What the task asks -
What lines in the data hold the string "AgentDefinition"? Show them.

Record extracts -

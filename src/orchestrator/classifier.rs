//! Keyword-based agent classifier
//!
//! The master agent's dispatch step: pick the specialised agent whose
//! capabilities fit a request.

use regex::{Regex, RegexBuilder};
use serde::{Deserialize, Serialize};
use std::sync::LazyLock;
use tracing::debug;

use crate::error::RouterError;
use crate::orchestrator::agent_types::AgentDefinition;

/// Rule as written in configuration
#[derive(Debug, Clone, PartialEq, Serialize, Deserialize)]
pub struct ClassifierRuleConfig {
    pub patterns: Vec<String>,
    pub capabilities: Vec<String>,
}

/// Keyword patterns paired with the capabilities they call for
#[derive(Debug, Clone)]
pub struct ClassifierRule {
    patterns: Vec<Regex>,
    capabilities: Vec<String>,
}

impl ClassifierRule {
    pub fn new<S: AsRef<str>>(patterns: &[S], capabilities: &[S]) -> Result<Self, RouterError> {
        let patterns = patterns
            .iter()
            .map(|p| {
                RegexBuilder::new(p.as_ref())
                    .case_insensitive(true)
                    .build()
                    .map_err(|source| RouterError::InvalidPattern {
                        pattern: p.as_ref().to_string(),
                        source,
                    })
            })
            .collect::<Result<Vec<_>, _>>()?;
        Ok(Self {
            patterns,
            capabilities: capabilities.iter().map(|c| c.as_ref().to_string()).collect(),
        })
    }

    pub fn matches(&self, text: &str) -> bool {
        self.patterns.iter().any(|re| re.is_match(text))
    }

    pub fn capabilities(&self) -> &[String] {
        &self.capabilities
    }
}

const DEFAULT_RULES: &[(&str, &[&str])] = &[
    (
        "code|programmier|implement|debug|refactor|typescript|react|api|function|class|bug",
        &["coding", "code-review", "debugging"],
    ),
    (
        "text|schreib|artikel|blog|content|marketing|seo|post|email|newsletter",
        &["content-creation", "copywriting", "social-media"],
    ),
    (
        "analys|daten|report|zusammenfass|recherch|statistik|vergleich",
        &["research", "data-analysis", "reporting"],
    ),
    (
        "support|kunde|faq|antwort|beschwerde|hilfe|problem",
        &["customer-support", "communication"],
    ),
    (
        "strateg|plan|business|markt|entscheid|budget|roi|okr",
        &["strategy", "planning", "consulting"],
    ),
    ("uebersetz|translat|sprach|englisch|deutsch", &["translation"]),
];

static DEFAULT_CLASSIFIER: LazyLock<AgentClassifier> = LazyLock::new(|| {
    let rules = DEFAULT_RULES
        .iter()
        .map(|(pattern, caps)| ClassifierRule::new(&[*pattern], *caps))
        .collect::<Result<Vec<_>, _>>()
        .expect("built-in classifier rules are valid");
    AgentClassifier { rules }
});

/// Chosen agent and why
#[derive(Debug, Clone, PartialEq, Eq, Serialize)]
#[serde(rename_all = "camelCase")]
pub struct Classification {
    pub agent_id: String,
    pub reason: String,
}

/// Ordered rule table, evaluated first-match-wins
#[derive(Debug, Clone)]
pub struct AgentClassifier {
    rules: Vec<ClassifierRule>,
}

impl AgentClassifier {
    /// Built-in rule table (coding, content, analysis, support, strategy, translation)
    pub fn builtin() -> Self {
        DEFAULT_CLASSIFIER.clone()
    }

    pub fn with_rules(rules: Vec<ClassifierRule>) -> Self {
        Self { rules }
    }

    /// Rules from configuration; an empty list keeps the built-in table
    pub fn from_config(rules: &[ClassifierRuleConfig]) -> Result<Self, RouterError> {
        if rules.is_empty() {
            return Ok(Self::builtin());
        }
        let rules = rules
            .iter()
            .map(|r| ClassifierRule::new(r.patterns.as_slice(), r.capabilities.as_slice()))
            .collect::<Result<Vec<_>, _>>()?;
        Ok(Self { rules })
    }

    pub fn rules(&self) -> &[ClassifierRule] {
        &self.rules
    }

    /// Pick the agent best suited for `input`
    ///
    /// Only the first matching rule is consulted. When it finds no
    /// assignable agent, or nothing matches, the first assignable agent is
    /// used, then the first agent of any kind.
    pub fn classify(&self, input: &str, agents: &[AgentDefinition]) -> Result<Classification, RouterError> {
        let first = agents.first().ok_or(RouterError::NoAgents)?;
        let lower = input.to_lowercase();

        if let Some(rule) = self.rules.iter().find(|r| r.matches(&lower)) {
            let matched = agents
                .iter()
                .find(|a| a.is_assignable() && a.has_any_capability(rule.capabilities()));
            if let Some(agent) = matched {
                debug!("Classified request for agent {}", agent.id);
                return Ok(Classification {
                    agent_id: agent.id.clone(),
                    reason: format!("Task fits {} ({})", agent.name, agent.description),
                });
            }
            debug!("Rule {:?} matched but no agent is available", rule.capabilities());
        }

        let fallback = agents.iter().find(|a| a.is_assignable()).unwrap_or(first);
        Ok(Classification {
            agent_id: fallback.id.clone(),
            reason: format!("General request routed to {}", fallback.name),
        })
    }
}

impl Default for AgentClassifier {
    fn default() -> Self {
        Self::builtin()
    }
}

/// Classify with the built-in rule table
pub fn classify_task_for_agent(input: &str, agents: &[AgentDefinition]) -> Result<Classification, RouterError> {
    DEFAULT_CLASSIFIER.classify(input, agents)
}
//! Budget management

use chrono::{Datelike, NaiveDate, Utc};
use rust_decimal::prelude::ToPrimitive;
use rust_decimal::Decimal;
use serde::Serialize;
use std::sync::atomic::{AtomicU64, Ordering};
use std::sync::{Arc, Mutex};
use tracing::{info, warn};

/// Spend is tracked in millionths of a dollar
const MICROS_PER_DOLLAR: i64 = 1_000_000;

fn to_micros(amount: Decimal) -> u64 {
    (amount * Decimal::from(MICROS_PER_DOLLAR))
        .round()
        .to_u64()
        .unwrap_or(0)
}

/// Dollar amount from an f64, dropping binary noise below a nano-dollar
fn to_decimal(amount: f64) -> Option<Decimal> {
    Decimal::from_f64_retain(amount).map(|d| d.round_dp(9))
}

fn from_micros(micros: u64) -> Decimal {
    Decimal::from(micros) / Decimal::from(MICROS_PER_DOLLAR)
}

/// Snapshot of spend against limits
#[derive(Debug, Clone, Serialize)]
#[serde(rename_all = "camelCase")]
pub struct BudgetSummary {
    pub daily_limit: Decimal,
    pub monthly_limit: Decimal,
    pub spent_today: Decimal,
    pub spent_month: Decimal,
}

/// Budget manager for API costs
///
/// Cloning shares the counters, so one manager can serve all request
/// handlers.
#[derive(Clone)]
pub struct BudgetManager {
    daily_limit: Decimal,
    monthly_limit: Decimal,
    spent_today: Arc<AtomicU64>,
    spent_month: Arc<AtomicU64>,
    period: Arc<Mutex<NaiveDate>>,
}

impl BudgetManager {
    pub fn new() -> Self {
        Self::with_limits(1.0, 10.0)
    }

    pub fn with_limits(daily_limit: f64, monthly_limit: f64) -> Self {
        Self {
            daily_limit: to_decimal(daily_limit).unwrap_or_default(),
            monthly_limit: to_decimal(monthly_limit).unwrap_or_default(),
            spent_today: Arc::new(AtomicU64::new(0)),
            spent_month: Arc::new(AtomicU64::new(0)),
            period: Arc::new(Mutex::new(Utc::now().date_naive())),
        }
    }

    pub fn from_config(config: &crate::config::BudgetConfig) -> Self {
        Self::with_limits(config.daily_limit, config.monthly_limit)
    }

    /// Reset counters whose period ended before `today`
    pub fn roll_over(&self, today: NaiveDate) {
        let mut period = match self.period.lock() {
            Ok(guard) => guard,
            Err(poisoned) => poisoned.into_inner(),
        };
        if *period == today {
            return;
        }
        if (period.year(), period.month()) != (today.year(), today.month()) {
            info!("New budget month, resetting monthly spend");
            self.spent_month.store(0, Ordering::Relaxed);
        }
        info!("New budget day, resetting daily spend");
        self.spent_today.store(0, Ordering::Relaxed);
        *period = today;
    }

    /// Check if we can afford this cost
    pub fn can_afford(&self, estimated_cost: Decimal) -> bool {
        // Always allow free
        if estimated_cost <= Decimal::ZERO {
            return true;
        }
        self.roll_over(Utc::now().date_naive());

        let today_spent = from_micros(self.spent_today.load(Ordering::Relaxed));
        let month_spent = from_micros(self.spent_month.load(Ordering::Relaxed));

        today_spent + estimated_cost <= self.daily_limit
            && month_spent + estimated_cost <= self.monthly_limit
    }

    /// Convenience method to check if we can spend an amount (in dollars)
    pub fn can_spend(&self, amount: f64) -> bool {
        match to_decimal(amount) {
            Some(cost) => self.can_afford(cost),
            None => false,
        }
    }

    /// Record a spent amount (in dollars)
    pub fn record_spend(&self, amount: f64) {
        let Some(cost) = to_decimal(amount) else {
            warn!("Ignoring non-finite spend amount {}", amount);
            return;
        };
        if cost <= Decimal::ZERO {
            return;
        }
        self.roll_over(Utc::now().date_naive());
        let micros = to_micros(cost);
        self.spent_today.fetch_add(micros, Ordering::Relaxed);
        self.spent_month.fetch_add(micros, Ordering::Relaxed);
    }

    /// What is left of today's allowance, never negative
    pub fn remaining_today(&self) -> Decimal {
        self.roll_over(Utc::now().date_naive());
        let spent = from_micros(self.spent_today.load(Ordering::Relaxed));
        let daily = (self.daily_limit - spent).max(Decimal::ZERO);
        let monthly = (self.monthly_limit - from_micros(self.spent_month.load(Ordering::Relaxed)))
            .max(Decimal::ZERO);
        daily.min(monthly)
    }

    pub fn summary(&self) -> BudgetSummary {
        self.roll_over(Utc::now().date_naive());
        BudgetSummary {
            daily_limit: self.daily_limit,
            monthly_limit: self.monthly_limit,
            spent_today: from_micros(self.spent_today.load(Ordering::Relaxed)),
            spent_month: from_micros(self.spent_month.load(Ordering::Relaxed)),
        }
    }
}

impl Default for BudgetManager {
    fn default() -> Self {
        Self::new()
    }
}

#[cfg(test)]
mod tests {
    use super::*;
    use rust_decimal_macros::dec;

    #[test]
    fn test_free_is_always_allowed() {
        let budget = BudgetManager::with_limits(0.0, 0.0);
        assert!(budget.can_afford(Decimal::ZERO));
        assert!(!budget.can_spend(0.01));
    }

    #[test]
    fn test_spend_accumulates_against_daily_limit() {
        let budget = BudgetManager::with_limits(1.0, 10.0);
        assert!(budget.can_spend(0.6));
        budget.record_spend(0.6);
        assert!(budget.can_spend(0.4));
        assert!(!budget.can_spend(0.41));
        assert_eq!(budget.summary().spent_today, dec!(0.6));
        assert_eq!(budget.remaining_today(), dec!(0.4));
    }

    #[test]
    fn test_small_costs_are_not_truncated() {
        let budget = BudgetManager::with_limits(1.0, 10.0);
        for _ in 0..1000 {
            budget.record_spend(0.001365);
        }
        assert_eq!(budget.summary().spent_today, dec!(1.365));
        assert!(!budget.can_spend(0.000001));
    }

    #[test]
    fn test_monthly_limit_also_applies() {
        let budget = BudgetManager::with_limits(5.0, 2.0);
        budget.record_spend(1.5);
        assert!(!budget.can_spend(1.0));
        assert_eq!(budget.remaining_today(), dec!(0.5));
    }

    #[test]
    fn test_clones_share_counters() {
        let budget = BudgetManager::new();
        let other = budget.clone();
        other.record_spend(0.25);
        assert_eq!(budget.summary().spent_today, dec!(0.25));
    }

    #[test]
    fn test_roll_over_resets_periods() {
        let budget = BudgetManager::with_limits(1.0, 10.0);
        let today = Utc::now().date_naive();
        budget.record_spend(0.5);

        let tomorrow = today.succ_opt().unwrap();
        budget.roll_over(tomorrow);
        let summary = budget.summary();
        assert_eq!(summary.spent_today, Decimal::ZERO);
        if tomorrow.month() == today.month() {
            assert_eq!(summary.spent_month, dec!(0.5));
        } else {
            assert_eq!(summary.spent_month, Decimal::ZERO);
        }
    }

    #[test]
    fn test_reports_reset_after_day_change_without_new_spend() {
        let budget = BudgetManager::with_limits(1.0, 10.0);
        budget.record_spend(0.5);
        let today = Utc::now().date_naive();
        *budget.period.lock().unwrap() = today.pred_opt().unwrap();

        assert_eq!(budget.remaining_today(), dec!(1.0));
        assert_eq!(budget.summary().spent_today, Decimal::ZERO);
    }

    #[test]
    fn test_negative_and_nan_spend_ignored() {
        let budget = BudgetManager::new();
        budget.record_spend(-1.0);
        budget.record_spend(f64::NAN);
        assert_eq!(budget.summary().spent_today, Decimal::ZERO);
    }
}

Solution to this exercise -
use crate::orchestrator::agent_types::AgentDefinition;
    pub fn classify(&self, input: &str, agents: &[AgentDefinition]) -> Result<Classification, RouterError> {
pub fn classify_task_for_agent(input: &str, agents: &[AgentDefinition]) -> Result<Classification, RouterError> {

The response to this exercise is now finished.